Esto implica establecer jerarquías, niveles de aceptación y percepción de
distintas calidades en todo: en la gente, en su educación, en su afabilidad, en
la situación económica, en el paisaje, en la comida, en las condiciones
sanitarias, en los riesgos. Todo está sometido a “jerarquía”, una palabra en
desuso. El igualitarismo liberal la ha proscrito de su vocabulario. De hecho,
el “sistema” no quiere jerarquía, todo lo que es jerárquico, nos dicen, es
contrario a la igualdad.
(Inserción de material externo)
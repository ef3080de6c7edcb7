//! Operation dispatch and execution.
//!
//! 1. **Operations** (`operation`): descriptors, handler signatures, errors
//! 2. **Registry** (`registry`): name -> descriptor lookup and plugins
//! 3. **Routing** (`router`): request parsing, argument binding, sync/async split
//! 4. **Async tasks** (`worker`): token tracking and at-most-one notification
//! 5. **Callbacks** (`callback`) and **observers** (`observer`): outbound events
//! 6. **Demo** (`domain`): example operations

pub mod callback;
pub mod config;
pub mod domain;
pub mod observer;
pub mod operation;
pub mod registry;
pub mod router;
pub mod worker;

// Re-export key types for convenient access.
pub use callback::{CallbackEmitter, DeliveryError, HostCallback};
pub use config::{BridgeConfig, LogConfig};
pub use domain::{DemoPlugin, TracingObserver};
pub use observer::{LifecycleEvent, LifecycleObserver, ObserverSet};
pub use operation::{
    Args, DispatchError, InvocationContext, OperationBuilder, OperationDescriptor,
    OperationError, Outcome, ParamSpec, RegistryError,
};
pub use registry::{ExtensionPlugin, OperationRegistry};
pub use router::{bind_arguments, Dispatcher};
pub use worker::{AsyncTaskManager, StartedTask, TaskError, TaskState};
Lo será, desde luego, pero no es más cierto que las
diferenciaciones y las jerarquías existen, han existido siempre y existirán por
toda la eternidad. De ahí lo apasionante del viajar. La otra consecuencia de
establecer niveles jerárquicos entre lo que gusta y lo que no gusta, es que
también, automáticamente, establecemos comparaciones: “Esto es mejor que
aquello”, “Entre esto y aquello, hay esto otro que me gusta más que lo primero
y menos de lo segundo”, etc. Me siento bien en todas partes. En los próximos
días pasaré de Frankfurt a Houston. Luego Costa Rica. Es un buen recorrido: de
la vieja Europa y de la casa natal de Goethe, al Houston de los sombreros
tejanos y los viajes espaciales y de ahí a un país hispano. Conocer, juzgar, comprender,
clasificar, tal es el trabajo del viajero. Sé que soy europeo; pertenezco y me
identifico con la cultura occidental nacida con el mundo clásico greco-latino;
donde queden rastros de esa cultura estaré como en casa… entre otras cosas
porque en mi Patria, sufre, más que ningún otro país europeo, una pérdida de
identidad que la hace irreconocible para mí. Considero que la cúspide de la
jerarquía de las civilizaciones es el mundo clásico: no importa donde esté, ni
el país, ni el continente. Estaré bien en donde exista un resto de esa
identidad.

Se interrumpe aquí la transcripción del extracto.